**Exercise details**
A bare count is the expected answer, namely the number of lines in the records that have the word "backend".

**Saved entries**
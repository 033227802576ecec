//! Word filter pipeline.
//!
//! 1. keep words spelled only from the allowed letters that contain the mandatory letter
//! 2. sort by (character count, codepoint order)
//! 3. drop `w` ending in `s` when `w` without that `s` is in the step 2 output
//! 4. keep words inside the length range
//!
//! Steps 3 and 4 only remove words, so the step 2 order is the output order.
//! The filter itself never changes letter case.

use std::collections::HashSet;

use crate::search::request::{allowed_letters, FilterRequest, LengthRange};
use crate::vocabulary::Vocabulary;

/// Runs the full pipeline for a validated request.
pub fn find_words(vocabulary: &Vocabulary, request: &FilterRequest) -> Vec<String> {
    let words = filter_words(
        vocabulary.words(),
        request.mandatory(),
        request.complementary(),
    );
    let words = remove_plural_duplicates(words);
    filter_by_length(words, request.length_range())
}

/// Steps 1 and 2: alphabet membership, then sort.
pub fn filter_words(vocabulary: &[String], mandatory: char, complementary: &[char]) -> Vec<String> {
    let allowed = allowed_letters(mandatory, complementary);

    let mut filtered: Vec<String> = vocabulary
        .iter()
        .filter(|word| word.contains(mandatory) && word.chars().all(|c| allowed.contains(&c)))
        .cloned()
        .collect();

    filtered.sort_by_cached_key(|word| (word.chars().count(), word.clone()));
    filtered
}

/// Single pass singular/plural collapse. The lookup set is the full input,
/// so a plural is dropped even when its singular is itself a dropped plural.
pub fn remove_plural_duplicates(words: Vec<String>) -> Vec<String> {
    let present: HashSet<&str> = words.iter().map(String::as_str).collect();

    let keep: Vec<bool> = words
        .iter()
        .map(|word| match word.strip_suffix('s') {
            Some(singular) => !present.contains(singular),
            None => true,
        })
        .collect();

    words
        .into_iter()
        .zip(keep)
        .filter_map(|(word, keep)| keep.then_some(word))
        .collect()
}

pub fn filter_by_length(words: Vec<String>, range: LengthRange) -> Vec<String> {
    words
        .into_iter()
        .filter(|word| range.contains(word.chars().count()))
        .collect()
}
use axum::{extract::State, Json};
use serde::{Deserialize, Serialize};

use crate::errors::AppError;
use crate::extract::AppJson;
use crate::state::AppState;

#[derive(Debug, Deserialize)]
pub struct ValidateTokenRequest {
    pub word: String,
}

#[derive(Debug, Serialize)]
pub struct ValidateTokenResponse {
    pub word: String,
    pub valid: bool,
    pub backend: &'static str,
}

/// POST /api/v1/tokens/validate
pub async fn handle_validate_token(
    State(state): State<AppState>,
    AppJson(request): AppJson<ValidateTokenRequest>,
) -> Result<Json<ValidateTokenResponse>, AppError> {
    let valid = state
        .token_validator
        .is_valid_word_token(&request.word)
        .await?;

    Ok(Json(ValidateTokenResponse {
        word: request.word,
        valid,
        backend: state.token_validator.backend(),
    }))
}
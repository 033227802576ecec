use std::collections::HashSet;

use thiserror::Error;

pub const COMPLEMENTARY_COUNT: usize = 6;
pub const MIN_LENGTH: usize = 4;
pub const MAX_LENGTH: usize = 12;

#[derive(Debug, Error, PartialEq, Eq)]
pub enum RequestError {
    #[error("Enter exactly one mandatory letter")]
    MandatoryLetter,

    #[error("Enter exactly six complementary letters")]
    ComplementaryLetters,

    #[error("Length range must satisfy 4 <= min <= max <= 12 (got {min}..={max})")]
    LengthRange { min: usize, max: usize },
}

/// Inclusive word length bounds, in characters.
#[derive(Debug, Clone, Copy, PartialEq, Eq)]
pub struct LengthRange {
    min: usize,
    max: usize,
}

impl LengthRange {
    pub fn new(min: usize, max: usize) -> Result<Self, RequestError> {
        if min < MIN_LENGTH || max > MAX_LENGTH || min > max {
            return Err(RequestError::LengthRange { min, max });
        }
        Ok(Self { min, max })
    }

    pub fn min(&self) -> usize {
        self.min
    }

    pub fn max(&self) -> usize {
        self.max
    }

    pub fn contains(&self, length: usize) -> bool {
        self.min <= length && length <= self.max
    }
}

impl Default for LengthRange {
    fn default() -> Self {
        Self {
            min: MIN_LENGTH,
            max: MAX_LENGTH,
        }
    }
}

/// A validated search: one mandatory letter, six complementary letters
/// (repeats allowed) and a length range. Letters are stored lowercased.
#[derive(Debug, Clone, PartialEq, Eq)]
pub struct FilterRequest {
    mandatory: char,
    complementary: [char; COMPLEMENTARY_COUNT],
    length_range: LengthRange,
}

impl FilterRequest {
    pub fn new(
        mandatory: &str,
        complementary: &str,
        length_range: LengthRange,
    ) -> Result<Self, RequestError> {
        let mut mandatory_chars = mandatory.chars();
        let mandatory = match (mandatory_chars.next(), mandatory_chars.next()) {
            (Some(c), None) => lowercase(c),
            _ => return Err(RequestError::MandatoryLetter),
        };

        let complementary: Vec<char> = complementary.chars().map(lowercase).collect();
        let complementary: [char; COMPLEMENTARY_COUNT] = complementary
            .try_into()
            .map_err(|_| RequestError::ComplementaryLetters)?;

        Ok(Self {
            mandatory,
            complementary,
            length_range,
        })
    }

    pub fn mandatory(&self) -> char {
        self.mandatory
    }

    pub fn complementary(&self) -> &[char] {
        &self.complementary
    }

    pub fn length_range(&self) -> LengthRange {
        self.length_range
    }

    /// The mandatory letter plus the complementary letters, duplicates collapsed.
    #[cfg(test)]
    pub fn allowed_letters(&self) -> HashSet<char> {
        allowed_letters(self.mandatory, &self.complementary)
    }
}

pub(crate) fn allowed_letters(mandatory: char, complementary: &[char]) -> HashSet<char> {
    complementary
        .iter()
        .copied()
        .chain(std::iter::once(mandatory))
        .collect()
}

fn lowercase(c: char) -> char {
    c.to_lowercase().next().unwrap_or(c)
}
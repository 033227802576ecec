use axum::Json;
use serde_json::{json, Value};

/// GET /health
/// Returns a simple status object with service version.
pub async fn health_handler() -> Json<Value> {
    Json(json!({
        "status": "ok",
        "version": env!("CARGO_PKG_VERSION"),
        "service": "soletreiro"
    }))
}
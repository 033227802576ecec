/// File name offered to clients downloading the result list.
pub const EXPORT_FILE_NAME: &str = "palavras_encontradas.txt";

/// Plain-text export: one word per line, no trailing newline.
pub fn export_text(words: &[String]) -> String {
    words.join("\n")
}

**Answer to the exercise**
2